Exercise directions
Please keep to the lines below from the one with "pub mod wire;" through the one with "subscriber is created.", and restate them word for word, ends included.

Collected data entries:
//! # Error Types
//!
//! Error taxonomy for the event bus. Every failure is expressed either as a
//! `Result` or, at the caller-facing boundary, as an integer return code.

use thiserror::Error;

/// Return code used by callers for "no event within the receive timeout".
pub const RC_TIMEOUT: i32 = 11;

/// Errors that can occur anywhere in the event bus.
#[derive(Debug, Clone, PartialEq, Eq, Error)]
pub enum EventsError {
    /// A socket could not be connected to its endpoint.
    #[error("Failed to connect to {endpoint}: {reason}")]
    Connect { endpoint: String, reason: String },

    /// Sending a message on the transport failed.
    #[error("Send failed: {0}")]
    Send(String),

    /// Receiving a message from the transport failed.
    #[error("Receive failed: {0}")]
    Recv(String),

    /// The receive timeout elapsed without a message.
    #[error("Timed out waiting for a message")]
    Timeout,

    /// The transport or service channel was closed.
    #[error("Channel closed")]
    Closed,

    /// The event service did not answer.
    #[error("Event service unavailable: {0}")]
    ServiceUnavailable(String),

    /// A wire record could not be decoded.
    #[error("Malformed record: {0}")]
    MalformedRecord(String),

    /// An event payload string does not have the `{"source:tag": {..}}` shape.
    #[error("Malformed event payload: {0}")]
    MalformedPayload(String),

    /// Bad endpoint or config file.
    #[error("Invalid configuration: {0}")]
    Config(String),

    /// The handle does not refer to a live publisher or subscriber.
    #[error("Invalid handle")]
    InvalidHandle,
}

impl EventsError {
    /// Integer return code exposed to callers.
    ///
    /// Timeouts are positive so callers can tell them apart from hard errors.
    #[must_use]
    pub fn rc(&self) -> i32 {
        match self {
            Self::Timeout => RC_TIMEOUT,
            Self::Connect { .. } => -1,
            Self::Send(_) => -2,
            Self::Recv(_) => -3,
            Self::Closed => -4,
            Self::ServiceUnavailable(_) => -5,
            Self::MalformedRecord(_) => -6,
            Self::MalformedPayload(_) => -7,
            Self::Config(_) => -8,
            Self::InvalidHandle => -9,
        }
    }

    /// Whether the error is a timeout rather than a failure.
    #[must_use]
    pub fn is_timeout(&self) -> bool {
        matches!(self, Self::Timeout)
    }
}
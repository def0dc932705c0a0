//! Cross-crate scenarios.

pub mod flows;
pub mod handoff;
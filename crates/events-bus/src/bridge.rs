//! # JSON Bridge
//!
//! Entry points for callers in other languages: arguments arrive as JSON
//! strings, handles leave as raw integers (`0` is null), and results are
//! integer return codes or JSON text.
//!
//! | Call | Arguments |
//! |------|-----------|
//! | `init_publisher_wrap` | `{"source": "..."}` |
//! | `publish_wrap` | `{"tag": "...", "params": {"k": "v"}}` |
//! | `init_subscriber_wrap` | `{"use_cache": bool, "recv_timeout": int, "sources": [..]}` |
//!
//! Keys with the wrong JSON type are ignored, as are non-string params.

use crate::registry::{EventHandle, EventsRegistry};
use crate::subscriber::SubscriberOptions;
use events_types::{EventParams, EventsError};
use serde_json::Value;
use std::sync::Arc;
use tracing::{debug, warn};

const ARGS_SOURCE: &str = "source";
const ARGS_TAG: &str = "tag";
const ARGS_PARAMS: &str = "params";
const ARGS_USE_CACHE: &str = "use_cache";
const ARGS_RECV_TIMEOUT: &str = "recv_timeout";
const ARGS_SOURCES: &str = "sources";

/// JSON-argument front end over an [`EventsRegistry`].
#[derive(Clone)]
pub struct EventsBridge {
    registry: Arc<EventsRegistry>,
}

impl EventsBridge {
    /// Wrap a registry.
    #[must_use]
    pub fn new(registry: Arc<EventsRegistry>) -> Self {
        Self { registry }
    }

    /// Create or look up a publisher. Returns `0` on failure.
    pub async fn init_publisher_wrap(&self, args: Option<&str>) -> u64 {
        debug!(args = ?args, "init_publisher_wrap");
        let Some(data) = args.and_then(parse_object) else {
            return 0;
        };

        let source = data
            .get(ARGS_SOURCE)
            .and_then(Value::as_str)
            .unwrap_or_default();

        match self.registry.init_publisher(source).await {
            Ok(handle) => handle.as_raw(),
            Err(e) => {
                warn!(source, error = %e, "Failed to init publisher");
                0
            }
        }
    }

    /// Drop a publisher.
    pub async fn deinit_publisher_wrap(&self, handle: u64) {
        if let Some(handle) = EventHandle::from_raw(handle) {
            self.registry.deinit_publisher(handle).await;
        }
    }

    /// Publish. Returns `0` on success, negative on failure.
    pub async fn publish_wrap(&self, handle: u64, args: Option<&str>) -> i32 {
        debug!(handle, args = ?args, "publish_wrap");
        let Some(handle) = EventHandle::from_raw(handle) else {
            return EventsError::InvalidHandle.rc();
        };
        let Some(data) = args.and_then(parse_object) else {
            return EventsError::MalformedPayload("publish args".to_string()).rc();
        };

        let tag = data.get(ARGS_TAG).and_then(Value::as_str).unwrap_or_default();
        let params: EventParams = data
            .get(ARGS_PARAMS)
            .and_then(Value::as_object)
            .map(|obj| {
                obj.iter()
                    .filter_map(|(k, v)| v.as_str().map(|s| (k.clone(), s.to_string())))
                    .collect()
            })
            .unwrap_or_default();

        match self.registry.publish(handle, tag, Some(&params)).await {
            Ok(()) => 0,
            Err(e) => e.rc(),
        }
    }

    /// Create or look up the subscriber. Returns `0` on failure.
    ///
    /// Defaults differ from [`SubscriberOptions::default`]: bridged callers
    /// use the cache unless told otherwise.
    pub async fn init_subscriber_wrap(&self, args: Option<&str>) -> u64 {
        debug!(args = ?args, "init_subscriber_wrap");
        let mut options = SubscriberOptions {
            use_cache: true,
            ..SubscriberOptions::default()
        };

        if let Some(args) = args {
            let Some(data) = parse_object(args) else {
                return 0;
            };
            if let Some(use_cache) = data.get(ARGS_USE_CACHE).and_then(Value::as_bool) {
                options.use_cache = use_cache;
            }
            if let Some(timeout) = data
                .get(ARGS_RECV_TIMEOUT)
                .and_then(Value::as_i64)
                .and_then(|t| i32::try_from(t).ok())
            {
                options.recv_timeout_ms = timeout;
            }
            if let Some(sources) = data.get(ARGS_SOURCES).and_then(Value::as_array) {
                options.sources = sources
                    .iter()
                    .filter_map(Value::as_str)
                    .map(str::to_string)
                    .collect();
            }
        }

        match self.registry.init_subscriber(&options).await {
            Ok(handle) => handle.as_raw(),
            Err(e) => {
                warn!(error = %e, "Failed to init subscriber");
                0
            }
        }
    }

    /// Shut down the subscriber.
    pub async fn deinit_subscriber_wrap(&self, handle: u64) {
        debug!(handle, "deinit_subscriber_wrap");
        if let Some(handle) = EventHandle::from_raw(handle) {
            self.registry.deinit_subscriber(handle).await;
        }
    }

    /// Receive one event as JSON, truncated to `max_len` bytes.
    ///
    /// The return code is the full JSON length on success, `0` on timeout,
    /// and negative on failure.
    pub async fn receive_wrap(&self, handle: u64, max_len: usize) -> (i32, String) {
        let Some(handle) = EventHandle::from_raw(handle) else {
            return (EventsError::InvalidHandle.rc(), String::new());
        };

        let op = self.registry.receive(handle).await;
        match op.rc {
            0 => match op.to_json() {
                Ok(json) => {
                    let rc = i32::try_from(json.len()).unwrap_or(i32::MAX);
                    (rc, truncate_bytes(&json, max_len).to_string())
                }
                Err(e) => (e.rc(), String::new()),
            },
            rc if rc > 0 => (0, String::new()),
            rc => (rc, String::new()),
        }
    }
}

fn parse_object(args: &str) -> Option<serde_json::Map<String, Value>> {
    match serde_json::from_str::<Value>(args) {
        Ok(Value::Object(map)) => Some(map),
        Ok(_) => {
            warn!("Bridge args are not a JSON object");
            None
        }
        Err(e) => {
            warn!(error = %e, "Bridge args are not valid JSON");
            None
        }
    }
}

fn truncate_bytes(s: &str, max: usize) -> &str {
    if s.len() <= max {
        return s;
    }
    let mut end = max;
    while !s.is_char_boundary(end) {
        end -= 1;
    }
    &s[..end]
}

* * *

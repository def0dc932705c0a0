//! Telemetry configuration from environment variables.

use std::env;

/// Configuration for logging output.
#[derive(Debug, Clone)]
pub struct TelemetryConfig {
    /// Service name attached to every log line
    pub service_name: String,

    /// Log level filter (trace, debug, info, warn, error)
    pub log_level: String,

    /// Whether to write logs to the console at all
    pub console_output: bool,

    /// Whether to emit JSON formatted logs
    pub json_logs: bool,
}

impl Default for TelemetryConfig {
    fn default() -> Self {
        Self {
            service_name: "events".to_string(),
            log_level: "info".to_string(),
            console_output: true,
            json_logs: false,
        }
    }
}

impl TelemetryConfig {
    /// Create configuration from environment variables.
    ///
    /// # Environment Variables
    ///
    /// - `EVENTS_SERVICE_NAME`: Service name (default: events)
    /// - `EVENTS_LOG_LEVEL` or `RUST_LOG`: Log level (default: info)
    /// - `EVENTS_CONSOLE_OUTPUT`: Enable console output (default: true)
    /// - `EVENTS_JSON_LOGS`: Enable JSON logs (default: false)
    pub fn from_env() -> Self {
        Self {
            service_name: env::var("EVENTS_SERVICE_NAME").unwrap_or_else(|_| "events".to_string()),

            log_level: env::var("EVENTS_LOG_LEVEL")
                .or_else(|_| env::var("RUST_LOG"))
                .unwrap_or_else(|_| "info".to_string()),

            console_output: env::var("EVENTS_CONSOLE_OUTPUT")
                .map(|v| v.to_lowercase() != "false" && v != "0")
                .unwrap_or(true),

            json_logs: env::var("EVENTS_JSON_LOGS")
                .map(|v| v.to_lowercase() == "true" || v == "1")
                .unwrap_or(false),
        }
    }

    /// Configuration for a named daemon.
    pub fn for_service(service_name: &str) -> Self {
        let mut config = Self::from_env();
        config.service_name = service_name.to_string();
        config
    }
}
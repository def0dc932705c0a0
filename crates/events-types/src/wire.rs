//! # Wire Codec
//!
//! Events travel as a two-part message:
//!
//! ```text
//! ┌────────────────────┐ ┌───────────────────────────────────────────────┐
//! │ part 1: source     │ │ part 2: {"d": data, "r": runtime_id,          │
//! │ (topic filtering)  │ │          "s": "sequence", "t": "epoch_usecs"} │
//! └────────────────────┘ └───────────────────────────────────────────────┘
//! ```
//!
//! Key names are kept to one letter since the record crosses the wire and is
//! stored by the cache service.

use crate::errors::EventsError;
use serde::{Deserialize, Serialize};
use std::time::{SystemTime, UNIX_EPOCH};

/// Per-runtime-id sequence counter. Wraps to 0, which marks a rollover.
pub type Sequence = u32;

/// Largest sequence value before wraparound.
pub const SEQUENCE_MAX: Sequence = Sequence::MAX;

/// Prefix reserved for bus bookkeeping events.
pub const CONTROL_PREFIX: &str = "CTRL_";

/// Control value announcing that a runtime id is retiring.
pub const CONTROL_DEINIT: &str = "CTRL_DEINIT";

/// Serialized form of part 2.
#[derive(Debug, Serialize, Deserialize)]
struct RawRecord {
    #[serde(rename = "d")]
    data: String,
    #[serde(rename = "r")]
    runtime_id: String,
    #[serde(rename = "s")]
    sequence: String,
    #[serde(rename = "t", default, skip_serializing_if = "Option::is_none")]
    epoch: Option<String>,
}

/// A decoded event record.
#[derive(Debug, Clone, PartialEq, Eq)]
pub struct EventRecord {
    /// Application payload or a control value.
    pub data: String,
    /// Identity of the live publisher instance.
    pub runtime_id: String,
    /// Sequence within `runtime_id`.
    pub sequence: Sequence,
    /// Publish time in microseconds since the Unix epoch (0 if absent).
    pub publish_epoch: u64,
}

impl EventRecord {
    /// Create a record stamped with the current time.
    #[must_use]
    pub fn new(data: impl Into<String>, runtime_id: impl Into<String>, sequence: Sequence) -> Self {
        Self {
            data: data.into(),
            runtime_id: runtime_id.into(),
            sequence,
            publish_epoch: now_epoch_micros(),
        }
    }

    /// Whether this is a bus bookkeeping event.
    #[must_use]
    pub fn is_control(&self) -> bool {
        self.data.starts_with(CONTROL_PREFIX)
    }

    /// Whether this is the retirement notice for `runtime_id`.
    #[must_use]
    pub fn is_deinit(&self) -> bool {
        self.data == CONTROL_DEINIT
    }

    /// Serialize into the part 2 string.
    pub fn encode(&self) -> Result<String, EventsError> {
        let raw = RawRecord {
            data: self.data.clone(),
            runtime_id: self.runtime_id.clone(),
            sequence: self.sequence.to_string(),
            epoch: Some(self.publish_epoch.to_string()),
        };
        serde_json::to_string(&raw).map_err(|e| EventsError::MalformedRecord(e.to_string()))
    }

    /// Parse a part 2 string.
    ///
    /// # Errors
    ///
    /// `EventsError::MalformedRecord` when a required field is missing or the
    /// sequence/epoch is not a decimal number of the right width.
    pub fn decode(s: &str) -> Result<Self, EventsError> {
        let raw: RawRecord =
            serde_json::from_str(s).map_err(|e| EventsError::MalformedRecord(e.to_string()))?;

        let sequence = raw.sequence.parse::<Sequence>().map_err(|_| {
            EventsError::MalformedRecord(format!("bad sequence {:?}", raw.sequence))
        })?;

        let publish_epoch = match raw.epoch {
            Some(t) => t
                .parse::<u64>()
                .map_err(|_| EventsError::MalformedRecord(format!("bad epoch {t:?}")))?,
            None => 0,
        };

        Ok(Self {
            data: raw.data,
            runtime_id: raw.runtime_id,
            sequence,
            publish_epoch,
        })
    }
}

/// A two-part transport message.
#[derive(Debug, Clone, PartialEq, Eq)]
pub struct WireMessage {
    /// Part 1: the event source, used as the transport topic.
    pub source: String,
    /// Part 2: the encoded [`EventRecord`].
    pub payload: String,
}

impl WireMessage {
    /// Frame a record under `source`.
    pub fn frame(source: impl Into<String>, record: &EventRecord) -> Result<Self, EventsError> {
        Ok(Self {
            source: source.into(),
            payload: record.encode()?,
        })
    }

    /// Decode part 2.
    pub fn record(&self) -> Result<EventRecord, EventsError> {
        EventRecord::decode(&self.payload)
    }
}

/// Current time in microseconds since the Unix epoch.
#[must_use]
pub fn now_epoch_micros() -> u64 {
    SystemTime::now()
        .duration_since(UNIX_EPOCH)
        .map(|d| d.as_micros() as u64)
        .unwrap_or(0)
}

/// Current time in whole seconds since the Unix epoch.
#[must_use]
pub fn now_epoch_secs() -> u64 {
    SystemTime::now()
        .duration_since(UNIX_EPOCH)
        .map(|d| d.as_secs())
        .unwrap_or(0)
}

---

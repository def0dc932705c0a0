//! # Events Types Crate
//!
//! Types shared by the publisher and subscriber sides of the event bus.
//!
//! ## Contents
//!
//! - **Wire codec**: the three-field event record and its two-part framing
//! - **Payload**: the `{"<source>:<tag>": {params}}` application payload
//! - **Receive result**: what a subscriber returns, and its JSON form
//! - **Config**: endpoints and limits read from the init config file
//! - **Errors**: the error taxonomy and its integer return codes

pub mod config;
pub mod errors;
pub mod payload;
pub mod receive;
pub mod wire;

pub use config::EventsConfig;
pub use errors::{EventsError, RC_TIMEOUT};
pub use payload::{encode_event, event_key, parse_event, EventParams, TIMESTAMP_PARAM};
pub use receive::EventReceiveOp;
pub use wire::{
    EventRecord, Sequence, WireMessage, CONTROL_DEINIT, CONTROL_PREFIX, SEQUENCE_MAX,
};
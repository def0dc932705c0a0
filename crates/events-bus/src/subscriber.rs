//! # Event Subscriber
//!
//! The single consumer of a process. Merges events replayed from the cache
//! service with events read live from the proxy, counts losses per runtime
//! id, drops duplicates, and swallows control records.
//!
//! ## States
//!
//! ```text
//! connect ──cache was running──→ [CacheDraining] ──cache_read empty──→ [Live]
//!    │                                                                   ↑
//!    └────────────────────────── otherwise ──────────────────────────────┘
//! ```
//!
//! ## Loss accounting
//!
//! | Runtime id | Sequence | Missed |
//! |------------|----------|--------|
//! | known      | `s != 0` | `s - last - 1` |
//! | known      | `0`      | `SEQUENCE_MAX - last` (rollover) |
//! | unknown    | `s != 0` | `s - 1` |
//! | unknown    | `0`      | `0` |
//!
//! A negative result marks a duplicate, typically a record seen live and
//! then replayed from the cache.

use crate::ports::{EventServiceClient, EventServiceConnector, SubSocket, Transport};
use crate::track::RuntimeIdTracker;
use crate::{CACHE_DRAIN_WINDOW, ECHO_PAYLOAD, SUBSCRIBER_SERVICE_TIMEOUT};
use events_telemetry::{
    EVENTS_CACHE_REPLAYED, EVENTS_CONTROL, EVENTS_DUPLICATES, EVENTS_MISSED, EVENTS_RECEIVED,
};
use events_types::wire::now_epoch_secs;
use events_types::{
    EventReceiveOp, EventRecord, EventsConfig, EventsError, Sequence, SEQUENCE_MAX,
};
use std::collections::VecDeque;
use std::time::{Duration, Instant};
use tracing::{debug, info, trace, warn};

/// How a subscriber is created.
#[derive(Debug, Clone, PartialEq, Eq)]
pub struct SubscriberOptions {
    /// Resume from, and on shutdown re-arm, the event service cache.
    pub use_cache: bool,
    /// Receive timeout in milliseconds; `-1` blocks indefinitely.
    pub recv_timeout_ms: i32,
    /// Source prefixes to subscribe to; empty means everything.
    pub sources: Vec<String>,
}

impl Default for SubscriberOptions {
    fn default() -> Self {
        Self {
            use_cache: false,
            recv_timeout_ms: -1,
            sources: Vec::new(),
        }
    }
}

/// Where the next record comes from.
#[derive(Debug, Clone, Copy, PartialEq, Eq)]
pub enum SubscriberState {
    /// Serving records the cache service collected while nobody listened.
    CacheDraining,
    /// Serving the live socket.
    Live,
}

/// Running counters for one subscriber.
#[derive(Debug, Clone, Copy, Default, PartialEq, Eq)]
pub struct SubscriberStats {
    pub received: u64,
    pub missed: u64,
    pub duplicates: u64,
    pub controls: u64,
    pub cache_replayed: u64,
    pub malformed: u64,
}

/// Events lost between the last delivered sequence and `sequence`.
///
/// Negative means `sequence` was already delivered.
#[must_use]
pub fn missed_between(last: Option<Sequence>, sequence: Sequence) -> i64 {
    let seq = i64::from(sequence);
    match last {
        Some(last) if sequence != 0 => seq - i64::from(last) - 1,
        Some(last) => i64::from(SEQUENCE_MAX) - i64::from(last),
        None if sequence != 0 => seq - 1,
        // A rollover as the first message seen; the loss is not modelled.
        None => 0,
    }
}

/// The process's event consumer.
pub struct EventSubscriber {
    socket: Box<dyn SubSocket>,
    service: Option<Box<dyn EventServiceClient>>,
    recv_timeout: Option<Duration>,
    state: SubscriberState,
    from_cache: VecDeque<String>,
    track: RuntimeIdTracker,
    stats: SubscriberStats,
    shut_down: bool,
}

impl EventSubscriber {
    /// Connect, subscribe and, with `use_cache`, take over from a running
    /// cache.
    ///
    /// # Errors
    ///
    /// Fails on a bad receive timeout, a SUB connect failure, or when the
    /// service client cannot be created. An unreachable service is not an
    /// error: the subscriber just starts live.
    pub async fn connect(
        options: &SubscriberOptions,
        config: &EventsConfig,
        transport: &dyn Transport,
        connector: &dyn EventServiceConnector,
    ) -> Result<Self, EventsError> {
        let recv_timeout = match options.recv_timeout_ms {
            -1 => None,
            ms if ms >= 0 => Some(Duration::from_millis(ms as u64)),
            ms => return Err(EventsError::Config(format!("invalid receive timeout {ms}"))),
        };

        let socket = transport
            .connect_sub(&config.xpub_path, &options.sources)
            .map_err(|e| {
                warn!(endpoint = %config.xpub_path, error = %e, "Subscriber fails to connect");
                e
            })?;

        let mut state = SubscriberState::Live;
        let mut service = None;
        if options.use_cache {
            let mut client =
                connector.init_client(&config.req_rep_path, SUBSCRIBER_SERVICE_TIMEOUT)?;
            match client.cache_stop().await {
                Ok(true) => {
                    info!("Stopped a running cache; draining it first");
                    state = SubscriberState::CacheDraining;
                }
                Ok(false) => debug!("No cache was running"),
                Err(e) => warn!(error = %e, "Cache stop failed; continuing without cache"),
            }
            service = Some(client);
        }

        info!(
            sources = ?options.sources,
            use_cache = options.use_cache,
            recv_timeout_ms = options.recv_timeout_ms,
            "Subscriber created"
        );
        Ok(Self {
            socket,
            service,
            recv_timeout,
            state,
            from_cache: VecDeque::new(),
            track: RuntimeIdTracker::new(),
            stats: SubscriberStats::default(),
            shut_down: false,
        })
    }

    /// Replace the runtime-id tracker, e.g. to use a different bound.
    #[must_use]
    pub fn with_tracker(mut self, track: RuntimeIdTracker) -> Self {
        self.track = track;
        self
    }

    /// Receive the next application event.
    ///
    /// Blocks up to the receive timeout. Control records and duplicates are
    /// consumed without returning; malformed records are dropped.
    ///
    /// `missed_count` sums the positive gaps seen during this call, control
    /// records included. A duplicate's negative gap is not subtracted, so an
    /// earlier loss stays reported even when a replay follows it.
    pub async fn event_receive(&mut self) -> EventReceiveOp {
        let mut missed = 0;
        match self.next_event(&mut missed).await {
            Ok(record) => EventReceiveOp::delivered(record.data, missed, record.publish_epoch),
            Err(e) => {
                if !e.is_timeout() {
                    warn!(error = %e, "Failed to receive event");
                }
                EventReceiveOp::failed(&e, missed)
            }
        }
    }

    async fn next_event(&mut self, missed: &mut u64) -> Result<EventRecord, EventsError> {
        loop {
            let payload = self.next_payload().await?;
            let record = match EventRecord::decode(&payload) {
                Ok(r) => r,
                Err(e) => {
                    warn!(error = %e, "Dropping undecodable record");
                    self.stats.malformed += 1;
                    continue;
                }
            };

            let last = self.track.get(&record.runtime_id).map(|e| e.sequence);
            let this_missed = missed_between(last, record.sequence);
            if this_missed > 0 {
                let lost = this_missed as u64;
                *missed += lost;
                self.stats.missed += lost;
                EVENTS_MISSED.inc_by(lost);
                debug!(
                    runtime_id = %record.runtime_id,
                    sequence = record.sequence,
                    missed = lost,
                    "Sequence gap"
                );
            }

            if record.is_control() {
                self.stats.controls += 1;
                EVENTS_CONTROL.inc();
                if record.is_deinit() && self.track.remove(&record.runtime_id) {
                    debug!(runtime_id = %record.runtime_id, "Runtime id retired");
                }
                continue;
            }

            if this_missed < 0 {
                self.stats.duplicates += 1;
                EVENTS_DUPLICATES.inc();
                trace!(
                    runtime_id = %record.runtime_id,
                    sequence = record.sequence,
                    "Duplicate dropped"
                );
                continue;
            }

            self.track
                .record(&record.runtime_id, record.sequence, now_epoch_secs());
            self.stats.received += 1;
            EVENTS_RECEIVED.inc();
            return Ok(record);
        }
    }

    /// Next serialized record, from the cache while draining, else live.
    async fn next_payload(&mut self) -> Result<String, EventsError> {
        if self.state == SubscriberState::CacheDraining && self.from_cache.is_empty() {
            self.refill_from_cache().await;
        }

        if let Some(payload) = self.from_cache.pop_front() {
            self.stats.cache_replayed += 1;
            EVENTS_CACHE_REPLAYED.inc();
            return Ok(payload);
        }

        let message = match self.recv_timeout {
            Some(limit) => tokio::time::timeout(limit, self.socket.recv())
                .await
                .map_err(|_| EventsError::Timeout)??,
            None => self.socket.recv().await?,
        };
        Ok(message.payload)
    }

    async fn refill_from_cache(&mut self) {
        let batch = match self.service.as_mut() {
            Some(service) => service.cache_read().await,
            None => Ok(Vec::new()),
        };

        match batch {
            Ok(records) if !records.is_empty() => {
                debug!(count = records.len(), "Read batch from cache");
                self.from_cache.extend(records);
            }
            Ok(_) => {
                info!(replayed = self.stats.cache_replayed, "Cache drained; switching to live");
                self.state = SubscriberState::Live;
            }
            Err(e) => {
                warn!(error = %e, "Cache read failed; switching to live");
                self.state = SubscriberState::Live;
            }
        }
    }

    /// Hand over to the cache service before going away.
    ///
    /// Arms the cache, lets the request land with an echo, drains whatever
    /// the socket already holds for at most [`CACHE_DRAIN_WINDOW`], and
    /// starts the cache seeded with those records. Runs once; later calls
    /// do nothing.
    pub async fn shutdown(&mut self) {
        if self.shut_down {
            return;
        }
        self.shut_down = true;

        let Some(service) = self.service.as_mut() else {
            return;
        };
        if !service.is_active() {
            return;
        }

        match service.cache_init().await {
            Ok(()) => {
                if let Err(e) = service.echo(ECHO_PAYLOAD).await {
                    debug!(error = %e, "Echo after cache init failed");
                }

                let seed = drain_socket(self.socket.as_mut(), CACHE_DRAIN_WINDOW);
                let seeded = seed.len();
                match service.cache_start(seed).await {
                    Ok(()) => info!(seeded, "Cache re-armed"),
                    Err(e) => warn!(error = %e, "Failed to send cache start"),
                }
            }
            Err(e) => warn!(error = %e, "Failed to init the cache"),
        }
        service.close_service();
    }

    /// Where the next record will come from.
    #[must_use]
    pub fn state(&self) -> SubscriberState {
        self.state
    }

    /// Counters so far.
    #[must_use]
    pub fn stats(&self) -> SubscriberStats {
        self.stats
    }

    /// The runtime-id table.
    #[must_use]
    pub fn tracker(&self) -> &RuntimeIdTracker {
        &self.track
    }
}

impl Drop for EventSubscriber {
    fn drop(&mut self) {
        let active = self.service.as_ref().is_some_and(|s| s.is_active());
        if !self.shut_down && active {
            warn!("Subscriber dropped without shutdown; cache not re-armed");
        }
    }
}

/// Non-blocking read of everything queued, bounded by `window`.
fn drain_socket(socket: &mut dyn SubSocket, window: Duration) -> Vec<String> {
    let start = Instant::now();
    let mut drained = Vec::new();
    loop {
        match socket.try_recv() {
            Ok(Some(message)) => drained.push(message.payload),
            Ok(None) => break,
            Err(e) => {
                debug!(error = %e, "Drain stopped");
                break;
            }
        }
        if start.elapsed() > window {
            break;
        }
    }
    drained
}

Response area
pub mod wire;

pub use config::EventsConfig;
pub use errors::{EventsError, RC_TIMEOUT};
pub use payload::{encode_event, event_key, parse_event, EventParams, TIMESTAMP_PARAM};
pub use receive::EventReceiveOp;
pub use wire::{
    EventRecord, Sequence, WireMessage, CONTROL_DEINIT, CONTROL_PREFIX, SEQUENCE_MAX,
};
repository def0dc932705c0a0
filename crates/events-bus/src/subscriber.rs
//! # Event Subscriber
//!
//! The single consumer of a process. Merges events replayed from the cache
//! service with events read live from the proxy, counts losses per runtime
//! id, drops duplicates, and swallows control records.
//!
//! ## States
//!
//! ```text
//! connect ──cache was running──→ [CacheDraining] ──cache_read empty──→ [Live]
//!    │                                                                   ↑
//!    └────────────────────────── otherwise ──────────────────────────────┘
//! ```
//!
//! ## Loss accounting
//!
//! | Runtime id | Sequence | Missed |
//! |------------|----------|--------|
//! | known      | `s != 0` | `s - last - 1` |
//! | known      | `0`      | `SEQUENCE_MAX - last` (rollover) |
//! | unknown    | `s != 0` | `s - 1` |
//! | unknown    | `0`      | `0` |
//!
//! A negative result marks a duplicate, typically a record seen live and
//! then replayed from the cache.

use crate::ports::{EventServiceClient, EventServiceConnector, SubSocket, Transport};
use crate::track::RuntimeIdTracker;
use crate::{CACHE_DRAIN_WINDOW, ECHO_PAYLOAD, SUBSCRIBER_SERVICE_TIMEOUT};
use events_telemetry::{
    EVENTS_CACHE_REPLAYED, EVENTS_CONTROL, EVENTS_DUPLICATES, EVENTS_MISSED, EVENTS_RECEIVED,
};
use events_types::wire::now_epoch_secs;
use events_types::{
    EventReceiveOp, EventRecord, EventsConfig, EventsError, Sequence, SEQUENCE_MAX,
};
use std::collections::VecDeque;
use std::time::{Duration, Instant};
use tracing::{debug, info, trace, warn};

/// How a subscriber is created.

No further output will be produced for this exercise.